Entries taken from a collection
/---

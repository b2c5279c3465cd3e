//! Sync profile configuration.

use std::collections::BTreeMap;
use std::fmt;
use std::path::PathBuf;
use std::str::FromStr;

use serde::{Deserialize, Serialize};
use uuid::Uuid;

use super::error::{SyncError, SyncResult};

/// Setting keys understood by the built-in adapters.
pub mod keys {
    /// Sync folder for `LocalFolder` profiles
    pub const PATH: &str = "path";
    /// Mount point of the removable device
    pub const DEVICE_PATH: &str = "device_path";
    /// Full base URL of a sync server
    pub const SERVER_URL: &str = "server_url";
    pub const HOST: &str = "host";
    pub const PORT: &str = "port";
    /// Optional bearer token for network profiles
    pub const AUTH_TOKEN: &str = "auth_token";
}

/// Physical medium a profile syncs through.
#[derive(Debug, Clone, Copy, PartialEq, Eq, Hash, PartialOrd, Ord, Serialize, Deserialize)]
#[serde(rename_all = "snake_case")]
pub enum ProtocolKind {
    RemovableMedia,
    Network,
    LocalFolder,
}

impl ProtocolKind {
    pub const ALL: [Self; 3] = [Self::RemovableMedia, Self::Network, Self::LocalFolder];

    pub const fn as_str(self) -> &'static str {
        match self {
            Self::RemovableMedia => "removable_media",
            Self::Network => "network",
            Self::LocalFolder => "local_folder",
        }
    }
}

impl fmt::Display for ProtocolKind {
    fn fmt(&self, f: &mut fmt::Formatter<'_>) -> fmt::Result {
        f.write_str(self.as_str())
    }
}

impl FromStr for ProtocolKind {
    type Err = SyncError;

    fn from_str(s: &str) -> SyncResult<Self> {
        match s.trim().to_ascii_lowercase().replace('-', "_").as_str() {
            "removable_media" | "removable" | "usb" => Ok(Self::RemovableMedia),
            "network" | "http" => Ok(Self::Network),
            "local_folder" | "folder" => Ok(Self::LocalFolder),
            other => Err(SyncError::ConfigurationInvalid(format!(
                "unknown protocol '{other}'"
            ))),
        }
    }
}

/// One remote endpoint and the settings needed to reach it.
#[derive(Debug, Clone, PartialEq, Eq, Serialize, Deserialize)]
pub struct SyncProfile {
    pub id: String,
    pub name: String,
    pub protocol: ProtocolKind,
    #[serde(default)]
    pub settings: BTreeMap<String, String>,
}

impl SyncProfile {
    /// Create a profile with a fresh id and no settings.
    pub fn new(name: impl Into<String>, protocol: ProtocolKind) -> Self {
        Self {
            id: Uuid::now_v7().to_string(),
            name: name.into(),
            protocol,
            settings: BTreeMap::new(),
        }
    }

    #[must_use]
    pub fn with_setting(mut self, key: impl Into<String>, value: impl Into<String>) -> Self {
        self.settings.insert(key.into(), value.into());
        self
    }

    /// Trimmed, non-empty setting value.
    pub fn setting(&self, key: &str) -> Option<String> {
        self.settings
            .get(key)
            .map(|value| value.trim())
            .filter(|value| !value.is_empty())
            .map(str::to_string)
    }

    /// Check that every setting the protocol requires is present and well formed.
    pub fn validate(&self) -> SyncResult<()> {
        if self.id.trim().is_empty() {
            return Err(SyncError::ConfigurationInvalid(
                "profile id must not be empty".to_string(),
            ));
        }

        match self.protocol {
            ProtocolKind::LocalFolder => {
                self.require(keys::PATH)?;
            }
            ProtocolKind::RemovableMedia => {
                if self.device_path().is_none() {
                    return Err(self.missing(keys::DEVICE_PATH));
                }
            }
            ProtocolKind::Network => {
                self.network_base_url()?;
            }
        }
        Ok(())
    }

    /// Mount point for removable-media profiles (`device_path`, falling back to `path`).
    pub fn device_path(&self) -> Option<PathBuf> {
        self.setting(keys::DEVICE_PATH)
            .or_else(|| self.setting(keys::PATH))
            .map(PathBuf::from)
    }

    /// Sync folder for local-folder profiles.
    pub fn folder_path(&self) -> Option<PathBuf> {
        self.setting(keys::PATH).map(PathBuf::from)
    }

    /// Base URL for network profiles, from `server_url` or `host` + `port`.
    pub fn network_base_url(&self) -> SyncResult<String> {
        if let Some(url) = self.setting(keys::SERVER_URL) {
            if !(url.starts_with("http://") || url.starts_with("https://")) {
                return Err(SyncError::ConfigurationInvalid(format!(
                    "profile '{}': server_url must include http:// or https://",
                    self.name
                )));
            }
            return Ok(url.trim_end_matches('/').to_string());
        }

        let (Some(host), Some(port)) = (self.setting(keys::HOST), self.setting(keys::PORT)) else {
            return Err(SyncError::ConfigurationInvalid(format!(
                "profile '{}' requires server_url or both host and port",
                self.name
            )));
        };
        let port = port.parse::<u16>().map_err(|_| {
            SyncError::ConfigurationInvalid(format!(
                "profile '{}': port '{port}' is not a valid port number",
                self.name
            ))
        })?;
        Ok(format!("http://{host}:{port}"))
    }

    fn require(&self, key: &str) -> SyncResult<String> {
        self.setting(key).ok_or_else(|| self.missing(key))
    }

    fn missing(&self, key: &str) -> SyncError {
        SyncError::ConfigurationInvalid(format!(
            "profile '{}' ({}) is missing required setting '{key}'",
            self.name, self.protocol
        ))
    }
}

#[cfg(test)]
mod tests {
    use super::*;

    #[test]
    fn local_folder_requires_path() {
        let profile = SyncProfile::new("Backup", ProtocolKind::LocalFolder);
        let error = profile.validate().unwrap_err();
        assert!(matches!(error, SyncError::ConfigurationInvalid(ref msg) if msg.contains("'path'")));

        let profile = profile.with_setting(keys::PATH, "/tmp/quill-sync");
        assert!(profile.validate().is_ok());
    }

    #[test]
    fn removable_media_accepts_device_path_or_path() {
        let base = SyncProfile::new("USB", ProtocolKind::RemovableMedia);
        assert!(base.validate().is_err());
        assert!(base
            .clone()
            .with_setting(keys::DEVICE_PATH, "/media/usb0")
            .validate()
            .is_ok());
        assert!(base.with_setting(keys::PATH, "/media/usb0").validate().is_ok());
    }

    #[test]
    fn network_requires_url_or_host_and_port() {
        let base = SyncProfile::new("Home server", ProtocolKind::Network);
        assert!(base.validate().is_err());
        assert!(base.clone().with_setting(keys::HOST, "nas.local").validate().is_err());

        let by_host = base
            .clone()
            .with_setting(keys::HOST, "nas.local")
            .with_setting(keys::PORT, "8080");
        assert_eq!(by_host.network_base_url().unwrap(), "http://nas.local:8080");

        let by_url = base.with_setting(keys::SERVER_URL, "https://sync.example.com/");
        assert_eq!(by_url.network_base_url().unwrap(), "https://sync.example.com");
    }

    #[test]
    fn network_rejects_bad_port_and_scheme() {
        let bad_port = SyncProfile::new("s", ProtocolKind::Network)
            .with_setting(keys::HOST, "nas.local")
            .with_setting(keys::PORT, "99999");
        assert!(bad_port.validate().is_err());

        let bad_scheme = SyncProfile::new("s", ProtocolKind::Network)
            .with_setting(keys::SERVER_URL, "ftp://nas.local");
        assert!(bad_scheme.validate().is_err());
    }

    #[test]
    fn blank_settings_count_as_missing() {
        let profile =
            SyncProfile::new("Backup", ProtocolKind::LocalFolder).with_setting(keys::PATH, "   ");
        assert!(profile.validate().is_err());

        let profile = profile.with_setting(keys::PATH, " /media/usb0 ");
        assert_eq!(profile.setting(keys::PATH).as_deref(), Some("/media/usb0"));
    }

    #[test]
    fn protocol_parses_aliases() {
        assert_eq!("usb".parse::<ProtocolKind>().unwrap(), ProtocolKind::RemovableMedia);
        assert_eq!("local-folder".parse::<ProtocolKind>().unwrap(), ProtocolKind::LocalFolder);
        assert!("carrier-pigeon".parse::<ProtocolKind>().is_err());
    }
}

\---

Problem to work on:
Going through the data above, count the lines where the string "FromStr" appears, and answer with only that number.

Solution to this problem:
2